LA VERSION PRONONCÉE FAIT FOI

Kuei,

Ilitunamek.                                                  

Bonjour à tous.

Merci à vous tous d’être ici.

Avant que nous commencions, j’aimerais dire que nous nous trouvons sur le territoire des Inuits et des Innus.

Nous sommes ici aujourd’hui pour reconnaître une faute historique.

À l’aube du 20e siècle, la Moravian Mission et l’International Grenfell Association, avec l’appui du gouvernement provincial, ont mis sur pied des écoles avec des résidences pour les enfants autochtones à Terre-Neuve-et-Labrador.

Cinq pensionnats ont été construits et utilisés dans l’objectif déclaré de servir à l’éducation.

Aux enfants innus, inuits et du NunatuKavut, les dirigeants de ces établissements avaient promis de meilleurs emplois, un meilleur avenir, et une vie meilleure.

Et à leurs parents, ils avaient promis de s’occuper de leurs enfants et de subvenir à leurs besoins.

Ils avaient promis que leurs enfants seraient en sécurité à la Lockwood School de Cartwright, à la Makkovik Boarding School, à la Nain Boarding School, à la St. Anthony Orphanage and Boarding School et à la Yale School.

Mais nous savons aujourd’hui que cette façon de penser colonialiste a donné lieu à des pratiques qui ont causé des dommages profonds.

Les enfants qui venaient des communautés de Black Tickle, Cartwright, Goose Bay, Hopedale, Makkovik, Nain, Natuashish, Northwest River, Postville, Rigolet et d’autres endroits de Terre-Neuve-et-Labrador ont été enlevés à leur foyer.

Dès leur arrivée, frères et sœurs ont été séparés, leurs cheveux coupés et leurs effets personnels retirés. Les pensionnaires étaient forcés de se soumettre à des règles sévères, dictées par de parfaits étrangers.  

C’était pour eux le début d’une nouvelle vie — une vie qu’ils n’avaient pas choisie, qui leur était imposée par des visages inconnus.

Ces enfants, qu’on punissait lorsqu’ils parlaient leur langue, à qui on interdisait de pratiquer leur culture, étaient isolés de leur famille, déracinés de leur communauté et privés de leur identité.

On leur a donné l’impression d’être inutiles et inférieurs. 

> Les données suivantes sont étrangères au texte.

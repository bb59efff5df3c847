//! # Typed Collection Store
//!
//! `PharmacyStore` turns the string-payload [`StorageBackend`] port into
//! typed whole-collection access: one JSON array per collection, loaded and
//! saved in full.
//!
//! ## Collections
//! ```text
//! ┌────────────┬──────────────────────────────────────────────┐
//! │ key        │ contents                                     │
//! ├────────────┼──────────────────────────────────────────────┤
//! │ medicines  │ Vec<Medicine>   - live stock records         │
//! │ sales      │ Vec<Sale>       - append-only history        │
//! │ refunds    │ Vec<Refund>     - append-only history        │
//! │ udhar      │ Vec<Udhar>      - credit records             │
//! │ users      │ Vec<User>       - advisory login list        │
//! │ settings   │ Settings        - singleton document         │
//! └────────────┴──────────────────────────────────────────────┘
//! ```
//!
//! A collection that was never written loads as an empty list; settings
//! load as `Settings::default()`. Mutators must re-load immediately before
//! mutating to keep the lost-update window as small as the model allows.

use serde::de::DeserializeOwned;
use serde::Serialize;

use medistore_core::{Medicine, Refund, Sale, Settings, Udhar, User};

use crate::backend::StorageBackend;
use crate::error::{StoreError, StoreResult};

/// Collection keys, namespaced the way the original deployment stored them.
pub mod keys {
    pub const MEDICINES: &str = "pharmacy_medicines";
    pub const SALES: &str = "pharmacy_sales";
    pub const REFUNDS: &str = "pharmacy_refunds";
    pub const UDHAR: &str = "pharmacy_udhar";
    pub const SETTINGS: &str = "pharmacy_settings";
    pub const USERS: &str = "pharmacy_users";
}

/// Typed load/save over a storage backend.
#[derive(Debug)]
pub struct PharmacyStore<B> {
    backend: B,
}

impl<B: StorageBackend> PharmacyStore<B> {
    /// Wraps a backend.
    pub fn new(backend: B) -> Self {
        PharmacyStore { backend }
    }

    /// Access to the underlying backend.
    pub fn backend(&self) -> &B {
        &self.backend
    }

    // -------------------------------------------------------------------------
    // Generic list access
    // -------------------------------------------------------------------------

    fn load_list<T: DeserializeOwned>(&self, key: &str) -> StoreResult<Vec<T>> {
        match self.backend.read(key)? {
            Some(payload) => serde_json::from_str(&payload).map_err(|e| StoreError::Corrupt {
                key: key.to_string(),
                source: e,
            }),
            None => Ok(Vec::new()),
        }
    }

    fn save_list<T: Serialize>(&self, key: &str, items: &[T]) -> StoreResult<()> {
        let payload = serde_json::to_string(items).map_err(|e| StoreError::Encode {
            key: key.to_string(),
            source: e,
        })?;
        self.backend.write(key, &payload)
    }

    // -------------------------------------------------------------------------
    // Typed collections
    // -------------------------------------------------------------------------

    pub fn medicines(&self) -> StoreResult<Vec<Medicine>> {
        self.load_list(keys::MEDICINES)
    }

    pub fn save_medicines(&self, medicines: &[Medicine]) -> StoreResult<()> {
        self.save_list(keys::MEDICINES, medicines)
    }

    pub fn sales(&self) -> StoreResult<Vec<Sale>> {
        self.load_list(keys::SALES)
    }

    pub fn save_sales(&self, sales: &[Sale]) -> StoreResult<()> {
        self.save_list(keys::SALES, sales)
    }

    pub fn refunds(&self) -> StoreResult<Vec<Refund>> {
        self.load_list(keys::REFUNDS)
    }

    pub fn save_refunds(&self, refunds: &[Refund]) -> StoreResult<()> {
        self.save_list(keys::REFUNDS, refunds)
    }

    pub fn udhars(&self) -> StoreResult<Vec<Udhar>> {
        self.load_list(keys::UDHAR)
    }

    pub fn save_udhars(&self, udhars: &[Udhar]) -> StoreResult<()> {
        self.save_list(keys::UDHAR, udhars)
    }

    pub fn users(&self) -> StoreResult<Vec<User>> {
        self.load_list(keys::USERS)
    }

    pub fn save_users(&self, users: &[User]) -> StoreResult<()> {
        self.save_list(keys::USERS, users)
    }

    /// Loads settings, falling back to defaults when never saved.
    pub fn settings(&self) -> StoreResult<Settings> {
        match self.backend.read(keys::SETTINGS)? {
            Some(payload) => serde_json::from_str(&payload).map_err(|e| StoreError::Corrupt {
                key: keys::SETTINGS.to_string(),
                source: e,
            }),
            None => Ok(Settings::default()),
        }
    }

    pub fn save_settings(&self, settings: &Settings) -> StoreResult<()> {
        let payload = serde_json::to_string(settings).map_err(|e| StoreError::Encode {
            key: keys::SETTINGS.to_string(),
            source: e,
        })?;
        self.backend.write(keys::SETTINGS, &payload)
    }
}

// =============================================================================
// Unit Tests
// =============================================================================

#[cfg(test)]
mod tests {
    use super::*;
    use crate::backend::MemoryBackend;
    use chrono::NaiveDate;

    fn store() -> PharmacyStore<MemoryBackend> {
        PharmacyStore::new(MemoryBackend::new())
    }

    fn medicine(id: &str) -> Medicine {
        Medicine {
            id: id.to_string(),
            name: "Panadol".to_string(),
            company: "GSK".to_string(),
            category: "Tablet".to_string(),
            cost_price_cents: 700,
            sale_price_cents: 1000,
            stock: 50,
            reorder_level: 10,
            expiry: NaiveDate::from_ymd_opt(2027, 1, 1).unwrap(),
            batch_number: "B-1".to_string(),
        }
    }

    #[test]
    fn test_uninitialized_collection_is_empty() {
        let store = store();
        assert!(store.medicines().unwrap().is_empty());
        assert!(store.sales().unwrap().is_empty());
        assert!(store.refunds().unwrap().is_empty());
    }

    #[test]
    fn test_collection_round_trip() {
        let store = store();
        store
            .save_medicines(&[medicine("med-1"), medicine("med-2")])
            .unwrap();

        let loaded = store.medicines().unwrap();
        assert_eq!(loaded.len(), 2);
        assert_eq!(loaded[0].id, "med-1");
        assert_eq!(loaded[1].stock, 50);
    }

    #[test]
    fn test_settings_default_until_saved() {
        let store = store();
        let settings = store.settings().unwrap();
        assert_eq!(settings.shop_name, "MediStore Pharmacy");

        let mut changed = settings;
        changed.shop_name = "City Pharmacy".to_string();
        changed.default_tax_bps = 0;
        store.save_settings(&changed).unwrap();

        let reloaded = store.settings().unwrap();
        assert_eq!(reloaded.shop_name, "City Pharmacy");
        assert_eq!(reloaded.default_tax_bps, 0);
    }

    #[test]
    fn test_corrupt_payload_reports_key() {
        let store = store();
        store.backend().write(keys::SALES, "not json").unwrap();
        let err = store.sales().unwrap_err();
        assert!(matches!(err, StoreError::Corrupt { ref key, .. } if key == keys::SALES));
    }
}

On leur a appris à avoir honte de qui ils étaient et d’où ils venaient.

Nous le savons grâce au courage et à la force exceptionnels des survivants et d’autres anciens pensionnaires qui ont raconté ce qu’ils avaient vécu.

Grâce à eux, nous connaissons maintenant la vérité sur les abus dont les pensionnaires ont souffert et la réalité des traumatismes qu’ils ont endurés.

Beaucoup ont été cruellement négligés, mal nourris, mal habillés et mal logés.

D’autres ont subi des abus physiques, psychologiques ou sexuels.

Ils ont tous été privés de l’amour et des soins de leurs parents, de leur famille et de leur communauté.

Voilà des douloureuses vérités qui font partie de l’histoire du Canada.

Voilà la dure réalité à laquelle notre société doit faire face.

Aujourd’hui, je me présente humblement devant vous pour offrir des excuses attendues depuis longtemps aux anciens élèves de la Lockwood School de Cartwright, de la Makkovik School, de la Nain School, de la St. Anthony Orphanage and Boarding School et de la Yale School à Terre-Neuve-et-Labrador, au nom du gouvernement du Canada et de tous les Canadiens.

Pijâgingilagut – apu ushtutatat.

À vous tous — nous sommes désolés.  

Aux pensionnaires humiliés par ces abus, cette négligence, ces épreuves, par la discrimination des gens, des institutions et du système à qui ils avaient été confiés, nous vous demandons pardon pour le mal qui vous a été fait.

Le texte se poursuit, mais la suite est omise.